IN THE COURT OF APPEAL OF THE STATE OF CALIFORNIA FOURTH APPELLATE DISTRICT DIVISION TWO


April 19, 2011

INNOVATIVE BUSINESS PARTNERSHIPS, INC., PLAINTIFF AND APPELLANT,
v.
INLAND COUNTIES REGIONAL CENTER, INC., DEFENDANT AND RESPONDENT.

APPEAL from the Superior Court of San Bernardino County. Steve Malone, Judge. (Super.Ct.No. CIVVS700287)

The opinion of the court was delivered by: Hollenhorst Acting P. J.

CERTIFIED FOR PUBLICATION

OPINION

Reversed with directions.

I. INTRODUCTION

Plaintiff and appellant Innovative Business Partnerships, Inc. (IBP) appeals from judgment following the trial court's grant of summary judgment in favor of defendant and respondent Inland Counties Regional Center (IRC) in IBP's action for breach of contract, contractual and tortious breach of the covenant of good faith and fair dealing, and defamation. IBP contends triable issues of fact exist as to all its alleged causes of action. We conclude the trial court erred in granting summary judgment; however, summary adjudication is proper as to the cause of action for defamation.

II. BACKGROUND

The Lanterman Developmental Disabilities Services Act (hereafter, Lanterman Act) (Welf. & Inst. Code § 4500 et seq.) and implementing regulations (hereafter, regulations) (Cal. Code Regs., tit. 17, § 50201 et seq.) provide a comprehensive approach to providing services for developmentally disabled persons (sometimes referred to herein as consumers) in this state. Under the Lanterman Act, regional centers have been established to ensure those consumers receive the "services and supports best suited to them throughout their lifetime." (Welf. & Inst. Code, § 4620.) IRC, a nonprofit corporation, is the regional center that contracts with the State of California to manage and fund services for consumers in Riverside and San Bernardino Counties. IBP provides living care and adult day care for consumers through programs in Apple Valley and Victorville and also provides transportation for consumers to and from its programs.

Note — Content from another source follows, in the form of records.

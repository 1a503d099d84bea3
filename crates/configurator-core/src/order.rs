//! # Order Module
//!
//! Turns a list of component codes into a priced order, or the reason it
//! cannot be placed.
//!
//! ## Pipeline
//! ```text
//! ┌─────────────────────────────────────────────────────────────────────────┐
//! │  request body (bytes)                                                   │
//! │       │                                                                 │
//! │       ▼                                                                 │
//! │  OrderRequest::decode ── not {"components": [string, ...]} ──► Shape   │
//! │       │                                                                 │
//! │       ▼                                                                 │
//! │  OrderValidator::validate                                               │
//! │  ├── sort codes                                                         │
//! │  ├── for each code (sorted, fail-fast):                                 │
//! │  │     unknown? ──────────────────────────────► UnknownComponent       │
//! │  │     category taken? ───────────────────────► DuplicateCategory      │
//! │  │     else: take category, add name, add price                        │
//! │  └── every category taken? ── no ─────────────► MissingCategories      │
//! │       │                                                                 │
//! │       ▼                                                                 │
//! │  PricedOrder ──► OrderIdGenerator ──► OrderResult                       │
//! └─────────────────────────────────────────────────────────────────────────┘
//! ```

use std::collections::BTreeSet;
use std::sync::Arc;

use serde::Deserialize;
use thiserror::Error;

use crate::catalog::Catalog;
use crate::error::{CoreResult, OrderError};
use crate::money::Money;
use crate::order_id::OrderIdGenerator;
use crate::types::Category;

// =============================================================================
// Request Decoding
// =============================================================================

/// A decoded order submission.
#[derive(Debug, Clone, PartialEq, Eq, Deserialize)]
pub struct OrderRequest {
    /// Component codes as submitted (any order, possibly repeated).
    pub components: Vec<String>,
}

/// Why a request body is not a usable order submission.
///
/// Every variant surfaces to clients as [`OrderError::InvalidRequestShape`];
/// the detail exists for logs.
#[derive(Debug, Error)]
pub enum RequestShapeError {
    /// Not JSON, not an object, or `components` missing / not a string list.
    #[error("malformed order body: {0}")]
    Malformed(#[from] serde_json::Error),

    /// `components` is an empty list.
    #[error("no components submitted")]
    NoComponents,
}

impl From<RequestShapeError> for OrderError {
    fn from(_: RequestShapeError) -> Self {
        OrderError::InvalidRequestShape
    }
}

impl OrderRequest {
    pub fn new<S: Into<String>>(components: impl IntoIterator<Item = S>) -> Self {
        OrderRequest {
            components: components.into_iter().map(Into::into).collect(),
        }
    }

    /// Decodes a JSON body of the form `{"components": ["A", "D", ...]}`.
    ///
    /// ## Example
    /// ```rust
    /// use configurator_core::order::OrderRequest;
    ///
    /// let request = OrderRequest::decode(br#"{"components": ["K", "A"]}"#).unwrap();
    /// assert_eq!(request.components, vec!["K", "A"]);
    ///
    /// assert!(OrderRequest::decode(br#"{"components": "A, K"}"#).is_err());
    /// assert!(OrderRequest::decode(br#"{"components": []}"#).is_err());
    /// ```
    pub fn decode(body: &[u8]) -> Result<Self, RequestShapeError> {
        let request: OrderRequest = serde_json::from_slice(body)?;
        if request.components.is_empty() {
            return Err(RequestShapeError::NoComponents);
        }
        Ok(request)
    }
}

// =============================================================================
// Validation Output
// =============================================================================

/// A validated order before it has been given an identifier.
#[derive(Debug, Clone, PartialEq, Eq)]
pub struct PricedOrder {
    /// Submitted codes in ascending order.
    pub sorted_codes: Vec<String>,

    /// Sum of the component prices.
    pub total: Money,

    /// Display names, in `sorted_codes` order.
    pub ordered_parts: Vec<String>,
}

/// An accepted order.
#[derive(Debug, Clone, PartialEq, Eq)]
pub struct OrderResult {
    pub order_id: String,
    pub total: Money,
    pub ordered_parts: Vec<String>,
}

// =============================================================================
// Order Validator
// =============================================================================

/// Checks an order against an injected catalog.
///
/// Every category in [`Category::ALL`] must be covered exactly once.
#[derive(Debug, Clone)]
pub struct OrderValidator {
    catalog: Arc<Catalog>,
}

The state provides funding to IRC, which in turn purchases services from service providers (vendors) such as IBP. Any agency that wishes to provide services for consumers within the region must contract with IRC. In contracting with vendors, a regional center must comply with the Lanterman Act and the regulations. (E.g., Cal. Code Regs., tit. 17, §§ 50607-50611, 54326, 56013.)

In 2007, IBP filed a lawsuit against IRC alleging causes of action for breach of contract, contractual and tortious breach of the covenant of good faith and fair dealing, and defamation. The gravamen of IBP's breach of contract cause of action was that IRC failed to comply with the Lanterman Act and the regulations in making payments to IBP for services provided. Although the dealings between the parties had been covered by a written contract in previous years, the most recent written contract had expired in 2003. IBP continued to provide services for which it now claims it was entitled to be paid at IRC's standard rate schedule. In the causes of action based on the breach of the implied covenant of good faith and fair dealing, IBP alleged bad faith on IRC's part in the performance of its obligations. In the defamation cause of action, IBP alleged that IRC falsely told people IBP was refusing to accept new consumers.

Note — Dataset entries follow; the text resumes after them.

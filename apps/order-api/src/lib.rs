//! # Order API
//!
//! HTTP front end for device configuration orders.
//!
//! ## Architecture
//! ```text
//! ┌─────────────────────────────────────────────────────────────────────────┐
//! │                          Order API Server                               │
//! │                                                                         │
//! │  Client ───► axum (TraceLayer, body limit) ───► POST /orders            │
//! │                                                      │                  │
//! │                                                      ▼                  │
//! │                                    AppState { OrderDesk }               │
//! │                                      ├── OrderValidator(Arc<Catalog>)  │
//! │                                      └── OrderIdGenerator               │
//! │                                            ├── SystemClock              │
//! │                                            └── ThreadRandom             │
//! └─────────────────────────────────────────────────────────────────────────┘
//! ```
//!
//! ## Configuration
//! Optional `configurator.toml` in the working directory:
//! - `host` - bind address (default: 127.0.0.1)
//! - `port` - HTTP port (default: 5000)
//! - `max_body_bytes` - request body limit (default: 16384)
//! - `[[components]]` - catalog entries (default: built-in reference catalog)
//!
//! Log verbosity follows `RUST_LOG` (default: `info`).

pub mod config;
pub mod error;
pub mod services;
pub mod system;

use std::sync::Arc;

use axum::extract::DefaultBodyLimit;
use axum::routing::post;
use axum::Router;
use configurator_core::OrderDesk;
use tower_http::trace::TraceLayer;

// Re-exports
pub use self::config::{ConfigError, ServerConfig};
pub use self::error::{ApiError, ErrorCode};

/// Shared application state.
pub struct AppState {
    pub desk: OrderDesk,
}

/// Builds the HTTP router.
pub fn router(state: Arc<AppState>, max_body_bytes: usize) -> Router {
    Router::new()
        .route("/orders", post(services::order_service::create_order))
        .layer(DefaultBodyLimit::max(max_body_bytes))
        .layer(TraceLayer::new_for_http())
        .with_state(state)
}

IRC filed a motion for summary judgment, arguing (1) there were no triable issues of material fact as to the cause of action for breach of contract because no written contract had existed between the parties since 2003; (2) in the absence of a contract between the parties, the causes of action based on breach of the covenant of good faith and fair dealing could not stand; and (3) there were no triable issues of material fact as to the cause of action for defamation because the alleged defamatory statement was true. IBP opposed the motion, arguing that the parties' conduct evidenced an implied-in-fact or implied-in-law contract under which it was entitled to reasonable compensation, which, under the Lanterman Act and the regulations, was compensation at IRC's standard rate schedule. IBP also submitted declarations to support its defamation claim. IRC filed a reply, arguing that even if an implied-in-fact contract existed, IBP had waived damages by continuing to request and accept reimbursement at a lower rate.

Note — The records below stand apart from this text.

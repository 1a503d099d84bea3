//! HTTP service handlers.

pub mod order_service;
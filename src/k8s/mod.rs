/// Kubernetes cluster operations
pub mod client;
pub mod pods;
pub mod resources;

pub use client::KubernetesClient;
pub use pods::PodManager;
pub use resources::ResourceManager;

The trial court found that at the expiration of the written contracts, an implied-in-fact contract existed under which IBP transported consumers at the public rate. The trial court further ruled that because there was no breach of contract, the causes of action for breach of the covenant of good faith and fair dealing also failed. The trial court found that the alleged defamatory statements were truthful and could therefore not support a defamation claim.

III. DISCUSSION

A. Request for Judicial Notice

IBP has filed two requests for judicial notice, and this court reserved its ruling on those requests for consideration with the appeal. IRC has filed oppositions to both requests.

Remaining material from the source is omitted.